(EXERCISE DESCRIPTION): Look through the material below and report every line that includes "LogFormatError".

(SUPPLIED RECORDS):
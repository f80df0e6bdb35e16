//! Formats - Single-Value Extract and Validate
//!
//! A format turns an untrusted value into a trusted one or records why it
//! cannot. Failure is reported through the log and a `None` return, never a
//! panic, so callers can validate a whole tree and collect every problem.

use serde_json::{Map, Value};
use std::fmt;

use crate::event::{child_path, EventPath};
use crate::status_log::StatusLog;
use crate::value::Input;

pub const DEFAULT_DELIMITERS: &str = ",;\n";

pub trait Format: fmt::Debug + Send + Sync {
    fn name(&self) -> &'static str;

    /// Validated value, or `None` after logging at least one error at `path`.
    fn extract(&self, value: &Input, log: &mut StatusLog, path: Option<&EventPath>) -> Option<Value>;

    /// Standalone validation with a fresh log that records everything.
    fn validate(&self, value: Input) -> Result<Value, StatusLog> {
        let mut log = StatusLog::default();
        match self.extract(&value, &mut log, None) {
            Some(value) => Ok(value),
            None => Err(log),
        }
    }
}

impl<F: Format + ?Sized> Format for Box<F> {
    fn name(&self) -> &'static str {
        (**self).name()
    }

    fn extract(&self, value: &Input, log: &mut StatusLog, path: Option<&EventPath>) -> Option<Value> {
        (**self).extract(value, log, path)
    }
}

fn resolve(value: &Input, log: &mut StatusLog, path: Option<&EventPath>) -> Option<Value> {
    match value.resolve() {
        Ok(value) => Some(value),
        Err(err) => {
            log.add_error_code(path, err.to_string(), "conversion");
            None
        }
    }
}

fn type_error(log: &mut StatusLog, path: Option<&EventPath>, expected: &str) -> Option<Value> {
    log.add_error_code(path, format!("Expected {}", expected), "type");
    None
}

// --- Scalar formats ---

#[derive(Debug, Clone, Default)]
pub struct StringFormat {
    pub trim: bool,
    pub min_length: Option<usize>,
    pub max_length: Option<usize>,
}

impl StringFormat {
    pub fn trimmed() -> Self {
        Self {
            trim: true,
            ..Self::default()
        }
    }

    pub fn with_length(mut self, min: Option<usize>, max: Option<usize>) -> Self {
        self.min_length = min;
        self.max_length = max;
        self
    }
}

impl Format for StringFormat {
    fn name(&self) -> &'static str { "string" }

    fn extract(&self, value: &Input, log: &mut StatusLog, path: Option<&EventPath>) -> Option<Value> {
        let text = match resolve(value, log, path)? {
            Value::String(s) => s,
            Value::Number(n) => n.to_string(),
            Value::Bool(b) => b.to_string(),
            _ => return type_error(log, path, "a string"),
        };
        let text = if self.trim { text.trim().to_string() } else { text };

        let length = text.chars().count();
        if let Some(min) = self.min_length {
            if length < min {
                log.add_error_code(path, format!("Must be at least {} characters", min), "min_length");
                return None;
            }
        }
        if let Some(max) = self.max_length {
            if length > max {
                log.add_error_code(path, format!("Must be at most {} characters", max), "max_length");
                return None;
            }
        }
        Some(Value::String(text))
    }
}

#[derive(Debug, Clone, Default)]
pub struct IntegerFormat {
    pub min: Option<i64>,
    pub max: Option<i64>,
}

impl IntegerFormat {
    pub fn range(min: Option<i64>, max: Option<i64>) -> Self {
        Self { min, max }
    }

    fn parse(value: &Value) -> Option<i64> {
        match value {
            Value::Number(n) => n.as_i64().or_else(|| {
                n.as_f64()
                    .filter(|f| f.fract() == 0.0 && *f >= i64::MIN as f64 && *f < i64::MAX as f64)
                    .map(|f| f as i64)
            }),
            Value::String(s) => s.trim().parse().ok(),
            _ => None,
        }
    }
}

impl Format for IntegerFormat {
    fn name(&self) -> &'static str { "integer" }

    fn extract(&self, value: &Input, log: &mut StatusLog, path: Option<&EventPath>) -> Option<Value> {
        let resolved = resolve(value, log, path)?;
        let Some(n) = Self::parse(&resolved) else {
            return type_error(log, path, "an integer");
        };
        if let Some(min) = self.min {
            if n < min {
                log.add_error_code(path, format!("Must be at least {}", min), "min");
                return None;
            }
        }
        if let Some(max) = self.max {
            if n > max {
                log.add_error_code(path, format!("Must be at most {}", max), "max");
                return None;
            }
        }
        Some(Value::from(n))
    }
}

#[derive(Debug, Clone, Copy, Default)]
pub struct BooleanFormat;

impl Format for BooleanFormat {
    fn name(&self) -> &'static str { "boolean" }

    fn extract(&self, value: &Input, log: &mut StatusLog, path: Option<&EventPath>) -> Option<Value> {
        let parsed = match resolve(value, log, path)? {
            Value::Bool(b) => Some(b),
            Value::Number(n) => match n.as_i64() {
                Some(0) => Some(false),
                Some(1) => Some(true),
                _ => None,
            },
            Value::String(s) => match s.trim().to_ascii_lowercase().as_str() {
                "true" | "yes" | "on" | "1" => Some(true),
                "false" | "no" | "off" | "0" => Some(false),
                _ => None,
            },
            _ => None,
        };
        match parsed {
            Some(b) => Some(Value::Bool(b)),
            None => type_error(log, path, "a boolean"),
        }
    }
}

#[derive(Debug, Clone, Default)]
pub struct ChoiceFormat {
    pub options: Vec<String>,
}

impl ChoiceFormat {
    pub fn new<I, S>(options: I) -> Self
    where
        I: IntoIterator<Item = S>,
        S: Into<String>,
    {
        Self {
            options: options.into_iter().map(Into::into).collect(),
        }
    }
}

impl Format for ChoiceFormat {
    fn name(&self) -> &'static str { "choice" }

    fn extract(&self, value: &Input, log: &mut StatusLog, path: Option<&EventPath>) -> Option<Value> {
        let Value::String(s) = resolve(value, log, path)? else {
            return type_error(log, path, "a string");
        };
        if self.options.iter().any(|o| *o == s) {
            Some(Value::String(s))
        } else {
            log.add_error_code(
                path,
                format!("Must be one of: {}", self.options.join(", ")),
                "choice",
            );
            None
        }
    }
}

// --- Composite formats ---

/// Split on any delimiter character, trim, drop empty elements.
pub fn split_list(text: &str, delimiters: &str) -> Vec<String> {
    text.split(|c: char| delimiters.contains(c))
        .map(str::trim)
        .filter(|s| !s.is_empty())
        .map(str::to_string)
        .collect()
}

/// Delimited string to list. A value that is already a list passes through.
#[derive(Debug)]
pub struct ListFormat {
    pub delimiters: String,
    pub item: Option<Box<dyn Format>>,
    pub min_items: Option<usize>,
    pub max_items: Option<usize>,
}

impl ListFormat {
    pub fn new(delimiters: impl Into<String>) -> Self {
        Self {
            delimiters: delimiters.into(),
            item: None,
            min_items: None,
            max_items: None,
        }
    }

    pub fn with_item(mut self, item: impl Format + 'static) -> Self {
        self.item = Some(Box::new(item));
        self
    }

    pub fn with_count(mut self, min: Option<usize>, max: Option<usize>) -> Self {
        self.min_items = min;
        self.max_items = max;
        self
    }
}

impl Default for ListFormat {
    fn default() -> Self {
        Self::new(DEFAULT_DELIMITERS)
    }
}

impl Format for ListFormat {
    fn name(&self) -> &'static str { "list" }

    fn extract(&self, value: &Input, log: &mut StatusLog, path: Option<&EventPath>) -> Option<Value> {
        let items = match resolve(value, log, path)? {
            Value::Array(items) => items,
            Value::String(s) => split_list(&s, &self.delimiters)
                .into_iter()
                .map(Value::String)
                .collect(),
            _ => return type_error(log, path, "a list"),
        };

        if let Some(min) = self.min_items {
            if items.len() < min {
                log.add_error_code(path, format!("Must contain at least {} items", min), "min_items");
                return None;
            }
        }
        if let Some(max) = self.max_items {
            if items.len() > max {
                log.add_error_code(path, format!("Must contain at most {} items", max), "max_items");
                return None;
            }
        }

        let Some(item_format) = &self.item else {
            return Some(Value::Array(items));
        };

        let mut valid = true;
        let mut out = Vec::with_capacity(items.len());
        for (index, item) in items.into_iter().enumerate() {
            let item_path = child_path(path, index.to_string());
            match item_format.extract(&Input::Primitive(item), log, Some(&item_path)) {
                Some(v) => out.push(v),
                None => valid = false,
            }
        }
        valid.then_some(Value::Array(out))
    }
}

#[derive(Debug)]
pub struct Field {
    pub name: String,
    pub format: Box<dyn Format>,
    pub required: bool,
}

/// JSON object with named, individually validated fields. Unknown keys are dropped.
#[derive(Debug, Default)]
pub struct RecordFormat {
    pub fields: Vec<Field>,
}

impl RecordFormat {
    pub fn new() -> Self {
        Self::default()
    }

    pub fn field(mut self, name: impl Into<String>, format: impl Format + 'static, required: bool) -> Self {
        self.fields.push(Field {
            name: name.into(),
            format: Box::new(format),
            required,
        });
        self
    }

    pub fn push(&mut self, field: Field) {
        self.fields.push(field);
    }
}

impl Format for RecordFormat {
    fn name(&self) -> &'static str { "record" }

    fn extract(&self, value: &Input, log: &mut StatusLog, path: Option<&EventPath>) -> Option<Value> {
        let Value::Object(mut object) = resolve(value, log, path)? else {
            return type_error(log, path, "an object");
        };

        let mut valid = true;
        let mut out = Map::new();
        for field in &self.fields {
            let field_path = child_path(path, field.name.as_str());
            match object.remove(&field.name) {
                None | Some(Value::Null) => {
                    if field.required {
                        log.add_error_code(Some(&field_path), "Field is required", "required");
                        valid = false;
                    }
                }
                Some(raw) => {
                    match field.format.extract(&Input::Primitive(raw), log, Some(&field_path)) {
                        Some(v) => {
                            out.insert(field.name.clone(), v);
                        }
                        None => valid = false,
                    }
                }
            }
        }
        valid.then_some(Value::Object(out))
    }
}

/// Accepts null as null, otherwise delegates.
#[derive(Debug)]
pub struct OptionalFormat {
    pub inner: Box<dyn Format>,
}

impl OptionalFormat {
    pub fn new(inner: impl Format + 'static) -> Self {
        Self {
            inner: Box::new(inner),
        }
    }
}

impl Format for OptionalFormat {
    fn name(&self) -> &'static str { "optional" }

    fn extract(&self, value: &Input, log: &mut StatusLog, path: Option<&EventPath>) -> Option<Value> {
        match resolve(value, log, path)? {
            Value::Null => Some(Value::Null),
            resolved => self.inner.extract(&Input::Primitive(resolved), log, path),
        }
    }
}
--
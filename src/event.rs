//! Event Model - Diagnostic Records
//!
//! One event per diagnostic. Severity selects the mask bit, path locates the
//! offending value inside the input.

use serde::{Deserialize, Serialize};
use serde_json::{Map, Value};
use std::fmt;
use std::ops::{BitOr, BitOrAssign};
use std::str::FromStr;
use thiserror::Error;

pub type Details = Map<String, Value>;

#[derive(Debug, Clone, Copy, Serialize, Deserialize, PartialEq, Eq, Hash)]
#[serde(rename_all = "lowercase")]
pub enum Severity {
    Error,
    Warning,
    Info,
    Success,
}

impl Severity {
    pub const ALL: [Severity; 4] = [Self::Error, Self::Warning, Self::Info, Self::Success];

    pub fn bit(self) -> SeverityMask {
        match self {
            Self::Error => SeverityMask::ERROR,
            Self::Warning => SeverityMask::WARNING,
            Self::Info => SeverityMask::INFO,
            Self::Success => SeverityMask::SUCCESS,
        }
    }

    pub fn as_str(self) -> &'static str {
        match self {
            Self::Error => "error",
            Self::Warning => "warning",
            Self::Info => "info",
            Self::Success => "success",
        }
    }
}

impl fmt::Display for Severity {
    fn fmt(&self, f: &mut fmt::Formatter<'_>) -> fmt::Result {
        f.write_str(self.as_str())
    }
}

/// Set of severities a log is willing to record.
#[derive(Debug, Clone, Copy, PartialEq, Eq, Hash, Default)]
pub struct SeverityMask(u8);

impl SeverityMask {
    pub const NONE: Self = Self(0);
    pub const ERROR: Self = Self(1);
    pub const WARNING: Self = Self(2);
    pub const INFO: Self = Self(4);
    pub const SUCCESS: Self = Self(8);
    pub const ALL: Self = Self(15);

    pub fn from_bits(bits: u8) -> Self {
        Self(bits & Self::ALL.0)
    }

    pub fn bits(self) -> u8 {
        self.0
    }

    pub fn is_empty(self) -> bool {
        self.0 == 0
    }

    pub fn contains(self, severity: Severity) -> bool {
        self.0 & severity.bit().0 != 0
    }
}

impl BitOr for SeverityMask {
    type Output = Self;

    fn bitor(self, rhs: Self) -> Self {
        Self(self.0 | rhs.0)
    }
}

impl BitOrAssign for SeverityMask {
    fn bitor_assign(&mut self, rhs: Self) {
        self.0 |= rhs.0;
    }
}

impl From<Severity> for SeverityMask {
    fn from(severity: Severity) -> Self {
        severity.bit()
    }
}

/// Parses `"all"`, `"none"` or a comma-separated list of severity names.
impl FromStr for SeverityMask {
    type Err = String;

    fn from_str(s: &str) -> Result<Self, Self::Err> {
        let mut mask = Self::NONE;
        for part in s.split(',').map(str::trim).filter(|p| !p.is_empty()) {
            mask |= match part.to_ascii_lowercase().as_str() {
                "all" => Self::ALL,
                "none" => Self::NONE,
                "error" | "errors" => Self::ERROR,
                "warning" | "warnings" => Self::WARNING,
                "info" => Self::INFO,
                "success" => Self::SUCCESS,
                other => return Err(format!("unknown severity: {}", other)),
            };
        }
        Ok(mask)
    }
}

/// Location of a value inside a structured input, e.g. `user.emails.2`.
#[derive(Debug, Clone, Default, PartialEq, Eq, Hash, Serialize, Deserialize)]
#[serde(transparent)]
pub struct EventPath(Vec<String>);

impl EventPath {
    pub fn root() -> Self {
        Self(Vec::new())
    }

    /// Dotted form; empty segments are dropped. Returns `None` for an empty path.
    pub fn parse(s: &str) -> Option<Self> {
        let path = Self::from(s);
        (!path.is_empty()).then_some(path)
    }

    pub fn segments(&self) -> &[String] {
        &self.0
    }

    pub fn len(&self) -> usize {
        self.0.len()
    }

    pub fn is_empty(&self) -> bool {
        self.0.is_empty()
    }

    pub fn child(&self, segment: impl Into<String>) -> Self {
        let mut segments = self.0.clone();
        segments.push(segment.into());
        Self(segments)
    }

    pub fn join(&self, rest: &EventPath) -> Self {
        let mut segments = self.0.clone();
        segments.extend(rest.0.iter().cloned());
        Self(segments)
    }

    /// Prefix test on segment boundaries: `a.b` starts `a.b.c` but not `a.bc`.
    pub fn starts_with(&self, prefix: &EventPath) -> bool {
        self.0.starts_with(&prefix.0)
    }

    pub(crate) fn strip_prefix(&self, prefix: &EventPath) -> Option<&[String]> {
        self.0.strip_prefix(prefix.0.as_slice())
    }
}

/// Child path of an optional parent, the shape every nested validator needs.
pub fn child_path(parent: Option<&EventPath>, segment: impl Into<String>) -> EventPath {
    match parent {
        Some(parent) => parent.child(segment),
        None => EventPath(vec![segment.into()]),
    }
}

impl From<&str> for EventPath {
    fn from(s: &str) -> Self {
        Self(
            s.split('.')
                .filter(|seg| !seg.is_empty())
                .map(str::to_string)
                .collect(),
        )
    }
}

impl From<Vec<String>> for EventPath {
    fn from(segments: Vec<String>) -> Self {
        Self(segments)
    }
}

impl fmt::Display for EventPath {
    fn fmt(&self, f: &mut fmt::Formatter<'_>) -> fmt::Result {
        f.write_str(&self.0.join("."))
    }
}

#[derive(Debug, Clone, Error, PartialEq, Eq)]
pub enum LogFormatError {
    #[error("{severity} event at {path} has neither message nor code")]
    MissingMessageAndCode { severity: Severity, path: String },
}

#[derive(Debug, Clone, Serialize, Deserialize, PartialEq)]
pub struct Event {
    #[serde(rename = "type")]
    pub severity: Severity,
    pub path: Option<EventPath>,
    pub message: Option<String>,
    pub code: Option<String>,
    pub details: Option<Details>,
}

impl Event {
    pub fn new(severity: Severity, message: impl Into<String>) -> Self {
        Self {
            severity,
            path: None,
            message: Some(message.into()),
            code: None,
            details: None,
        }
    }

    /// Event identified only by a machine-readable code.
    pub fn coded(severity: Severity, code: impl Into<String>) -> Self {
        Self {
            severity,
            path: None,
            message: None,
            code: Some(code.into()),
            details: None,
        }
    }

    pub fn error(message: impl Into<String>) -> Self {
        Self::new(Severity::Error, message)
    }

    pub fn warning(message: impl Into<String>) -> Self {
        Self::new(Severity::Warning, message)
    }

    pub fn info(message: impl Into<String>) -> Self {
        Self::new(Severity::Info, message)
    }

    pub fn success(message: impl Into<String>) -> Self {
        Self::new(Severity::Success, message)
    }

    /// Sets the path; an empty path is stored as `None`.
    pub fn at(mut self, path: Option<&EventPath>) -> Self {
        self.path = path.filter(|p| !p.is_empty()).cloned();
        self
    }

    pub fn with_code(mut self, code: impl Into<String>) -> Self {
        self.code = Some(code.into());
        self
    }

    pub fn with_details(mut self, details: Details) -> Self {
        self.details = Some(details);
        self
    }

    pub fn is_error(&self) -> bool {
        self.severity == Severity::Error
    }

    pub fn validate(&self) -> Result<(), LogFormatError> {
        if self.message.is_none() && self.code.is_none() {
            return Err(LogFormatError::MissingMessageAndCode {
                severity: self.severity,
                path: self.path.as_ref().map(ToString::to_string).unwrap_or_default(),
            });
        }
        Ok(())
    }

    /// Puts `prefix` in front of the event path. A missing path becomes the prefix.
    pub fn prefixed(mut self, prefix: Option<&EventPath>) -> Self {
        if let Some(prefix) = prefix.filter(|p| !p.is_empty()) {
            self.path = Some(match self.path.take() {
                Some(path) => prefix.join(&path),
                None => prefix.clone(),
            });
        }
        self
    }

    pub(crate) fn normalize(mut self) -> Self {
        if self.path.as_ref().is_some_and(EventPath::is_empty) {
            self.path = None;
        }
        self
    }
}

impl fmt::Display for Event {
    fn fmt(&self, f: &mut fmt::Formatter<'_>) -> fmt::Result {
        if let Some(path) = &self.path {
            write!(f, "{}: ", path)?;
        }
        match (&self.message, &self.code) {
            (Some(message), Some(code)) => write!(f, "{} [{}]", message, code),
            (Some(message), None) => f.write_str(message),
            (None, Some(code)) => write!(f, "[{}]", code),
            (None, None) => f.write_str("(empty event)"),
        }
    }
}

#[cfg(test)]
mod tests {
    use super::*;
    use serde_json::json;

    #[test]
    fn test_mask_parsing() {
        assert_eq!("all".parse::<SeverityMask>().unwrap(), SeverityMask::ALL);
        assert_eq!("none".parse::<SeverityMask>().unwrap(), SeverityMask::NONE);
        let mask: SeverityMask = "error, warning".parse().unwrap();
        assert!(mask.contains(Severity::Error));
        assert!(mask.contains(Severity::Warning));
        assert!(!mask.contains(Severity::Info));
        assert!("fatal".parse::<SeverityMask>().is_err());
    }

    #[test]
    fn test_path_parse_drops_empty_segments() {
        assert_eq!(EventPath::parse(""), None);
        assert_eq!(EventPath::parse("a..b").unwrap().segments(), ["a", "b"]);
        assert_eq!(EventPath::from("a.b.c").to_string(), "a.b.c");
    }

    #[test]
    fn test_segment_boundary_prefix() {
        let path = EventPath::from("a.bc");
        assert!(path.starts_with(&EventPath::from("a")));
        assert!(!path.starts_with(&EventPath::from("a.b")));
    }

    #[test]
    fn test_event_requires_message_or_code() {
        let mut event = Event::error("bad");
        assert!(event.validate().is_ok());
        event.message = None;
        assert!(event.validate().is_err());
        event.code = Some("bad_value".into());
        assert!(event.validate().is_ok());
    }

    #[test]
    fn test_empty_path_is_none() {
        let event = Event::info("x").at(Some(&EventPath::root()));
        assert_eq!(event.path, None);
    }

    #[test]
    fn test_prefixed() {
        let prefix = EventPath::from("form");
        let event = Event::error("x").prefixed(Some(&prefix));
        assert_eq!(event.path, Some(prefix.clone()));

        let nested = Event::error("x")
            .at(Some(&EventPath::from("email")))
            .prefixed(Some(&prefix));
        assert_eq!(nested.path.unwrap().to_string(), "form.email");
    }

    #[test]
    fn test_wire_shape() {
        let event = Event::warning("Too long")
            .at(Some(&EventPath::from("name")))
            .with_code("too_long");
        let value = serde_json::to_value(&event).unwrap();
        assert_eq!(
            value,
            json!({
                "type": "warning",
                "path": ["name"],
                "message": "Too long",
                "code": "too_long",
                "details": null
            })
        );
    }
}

(ANSWER TO THIS EXERCISE):
pub enum LogFormatError {
    pub fn validate(&self) -> Result<(), LogFormatError> {
            return Err(LogFormatError::MissingMessageAndCode {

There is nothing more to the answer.